Your answer should consist of the lines in the following data that contain "NoFeedback".

== LISTED ENTRIES ==

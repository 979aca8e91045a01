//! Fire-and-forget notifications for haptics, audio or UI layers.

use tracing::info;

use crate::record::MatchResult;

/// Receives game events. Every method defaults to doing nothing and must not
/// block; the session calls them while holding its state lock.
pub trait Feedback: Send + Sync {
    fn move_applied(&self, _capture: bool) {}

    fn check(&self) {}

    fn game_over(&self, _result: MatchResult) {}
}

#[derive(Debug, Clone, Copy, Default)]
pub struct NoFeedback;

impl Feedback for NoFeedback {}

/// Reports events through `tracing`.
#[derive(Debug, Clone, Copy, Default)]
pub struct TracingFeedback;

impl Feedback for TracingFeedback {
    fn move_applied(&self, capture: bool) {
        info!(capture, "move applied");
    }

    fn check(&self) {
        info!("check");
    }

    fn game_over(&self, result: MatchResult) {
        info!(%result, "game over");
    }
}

===
== LISTED ENTRIES ==

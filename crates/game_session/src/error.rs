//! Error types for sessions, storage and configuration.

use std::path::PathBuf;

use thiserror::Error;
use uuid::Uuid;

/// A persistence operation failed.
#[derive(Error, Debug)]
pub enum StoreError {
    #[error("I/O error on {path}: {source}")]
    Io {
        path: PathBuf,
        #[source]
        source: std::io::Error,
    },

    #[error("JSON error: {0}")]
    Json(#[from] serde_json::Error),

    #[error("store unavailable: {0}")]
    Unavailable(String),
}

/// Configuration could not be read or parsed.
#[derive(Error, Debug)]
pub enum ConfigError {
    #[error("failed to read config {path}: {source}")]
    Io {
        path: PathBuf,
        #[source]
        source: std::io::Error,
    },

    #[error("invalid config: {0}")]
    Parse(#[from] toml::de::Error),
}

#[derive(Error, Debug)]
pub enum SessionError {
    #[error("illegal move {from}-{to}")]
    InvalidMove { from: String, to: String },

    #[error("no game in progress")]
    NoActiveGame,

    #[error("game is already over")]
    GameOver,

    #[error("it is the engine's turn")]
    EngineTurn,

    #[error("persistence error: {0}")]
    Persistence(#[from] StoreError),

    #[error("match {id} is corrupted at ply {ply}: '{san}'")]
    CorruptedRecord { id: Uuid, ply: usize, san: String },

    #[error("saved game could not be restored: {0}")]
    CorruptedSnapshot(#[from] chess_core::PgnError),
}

===

COMPLETED TASK
pub struct NoFeedback;
impl Feedback for NoFeedback {}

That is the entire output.